Die meisten der Firmenkäufe in diesem Bereich geschehen, um die Talente einzukaufen. Experten zu künstlicher Intelligenz sind so stark in Nachfrage, dass die Unternehmen bereit sind jeden Preis zu zahlen. Schon Uber räumte nicht nur das Robotics- und KI-Institut an der Carnegie Mellon Universität leer indem es den Forschern dort Angebote machte, die unwiderstehlich waren, sondern zahlte für Ot.t0, ein gerade mal acht Monate altes Start-up, 680 Millionen Dollar.

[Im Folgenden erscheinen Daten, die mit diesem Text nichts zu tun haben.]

// SPDX-License-Identifier: AGPL-3.0-or-later
// Copyright (C) 2012-2025 Andrei Maltsev

pub use rmpv::Value;

/// Looks up `key` in a msgpack map by exact string equality.
///
/// Raid maps are small (a handful of header/body entries), so a linear scan
/// over the `(key, value)` pairs is the right tool — the same approach
/// `raid_read.c` takes when it walks `via.map.ptr` looking for `"etag"` or
/// `"code"`. Open Question 1 (spec §9) resolves prefix matching in favor of
/// full equality; this is the one place that decision is enforced.
pub fn map_lookup<'a>(map: &'a Value, key: &str) -> Option<&'a Value> {
    map.as_map()?
        .iter()
        .find(|(k, _)| k.as_str() == Some(key))
        .map(|(_, v)| v)
}

/// Reads a float regardless of whether the encoder chose the 32- or 64-bit
/// representation; matches `raid_read_float`'s tolerance of either msgpack
/// float width.
pub fn as_f64(v: &Value) -> Option<f64> {
    match v {
        Value::F32(f) => Some(f64::from(*f)),
        Value::F64(f) => Some(*f),
        _ => None,
    }
}
// SPDX-License-Identifier: AGPL-3.0-or-later
// Copyright (C) 2012-2025 Andrei Maltsev

//! A request's timeout elapses before any reply, firing its callback with
//! `RecvTimeout`; a subsequently-arriving reply for that same etag is now
//! unsolicited and reaches the `msg_recv` hooks instead of the
//! (already-removed) original callback.

use std::{
    sync::{Arc, Mutex},
    time::Duration,
};

use raid_client_rs::{client::RaidClient, error::RaidError, writer::Writer};
use tokio::sync::oneshot;

use crate::integration_tests::common::{fast_cfg, listen, read_one_request, send_response};

#[tokio::test]
async fn late_reply_after_timeout_reaches_msg_recv_hooks() {
    let (listener, addr) = listen().await;

    let server = tokio::spawn(async move {
        let (mut sock, _) = listener.accept().await.expect("accept");
        let (etag, _) = read_one_request(&mut sock).await;
        // Stay silent well past the client's request timeout, then reply.
        tokio::time::sleep(Duration::from_millis(300)).await;
        send_response(&mut sock, &etag, "OK", None).await;
        tokio::time::sleep(Duration::from_millis(100)).await;
    });

    let client = RaidClient::new(fast_cfg(&addr));
    client.connect().await.expect("connect");

    let unsolicited: Arc<Mutex<Vec<String>>> = Arc::new(Mutex::new(Vec::new()));
    let captured = unsolicited.clone();
    client.add_msg_recv_hook(Box::new(move |reader| {
        if let Some(code) = reader.read_code() {
            captured.lock().expect("lock").push(code.to_string());
        }
    }));

    let mut writer = Writer::new();
    writer.write_message("api.slow").expect("write_message");

    let (tx, rx) = oneshot::channel();
    client
        .request_async(
            &writer,
            Box::new(move |reader, err| {
                let _ = tx.send((reader, err));
            }),
        )
        .await
        .expect("request_async");

    let (reader, err) = tokio::time::timeout(Duration::from_secs(2), rx)
        .await
        .expect("callback fires before the test's own timeout")
        .expect("callback sender not dropped");
    assert!(reader.is_none());
    assert_eq!(err, RaidError::RecvTimeout);

    // Give the late reply time to arrive and route through the hooks.
    tokio::time::sleep(Duration::from_millis(350)).await;
    assert_eq!(*unsolicited.lock().expect("lock"), vec!["OK".to_string()]);

    client.disconnect().await.ok();
    server.await.expect("server task");
}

Bei 90 Mitarbeitern ein Pro-Kopfpreis von 7,5 Millionen. Sebastian Thrun, Godfather des autonomen Fahrens, spricht von einem durchschnittlichen Preis von 10 Millionen für einen Selbstfahringenieur.

Künstliche Intelligenz und das Wissen um Sensortechnologie und Algorithmen ist nicht nur in der Automobilbranche sehr gefragt. Auch in der Medizintechnik, der Videogamingindustrie, bei Finanzdienstleistern und Versicherungen ist das ein Thema das sich starker Nachfrage und damit der Suche nach Experten erfreut. Die meisten KI-Experten arbeiten heute bei den wertvollsten Firmen, dazu zählen Apple, Google, Facebook, Amazon und Microsoft.

Wie stark sich der Kampf um Talent und Technologie verschärft hat, sieht man auch an den anhängigen Gerichtsklagen. Tesla hat Aurora wegen Mitarbeiterabwerbung verklagt, und Google-Waymo ist mit Uber wegen Technologiediebstahl vor Gericht gezogen.

Sobald andere Unternehmen erkennen, dass sie KI-Experten und Selbstfahringenieure brauchen, ist der Markt schon leer, oder sie müssen Summen aufwenden, die über den genannten liegen.

Dieser Beitrag ist auch auf Englisch erschienen.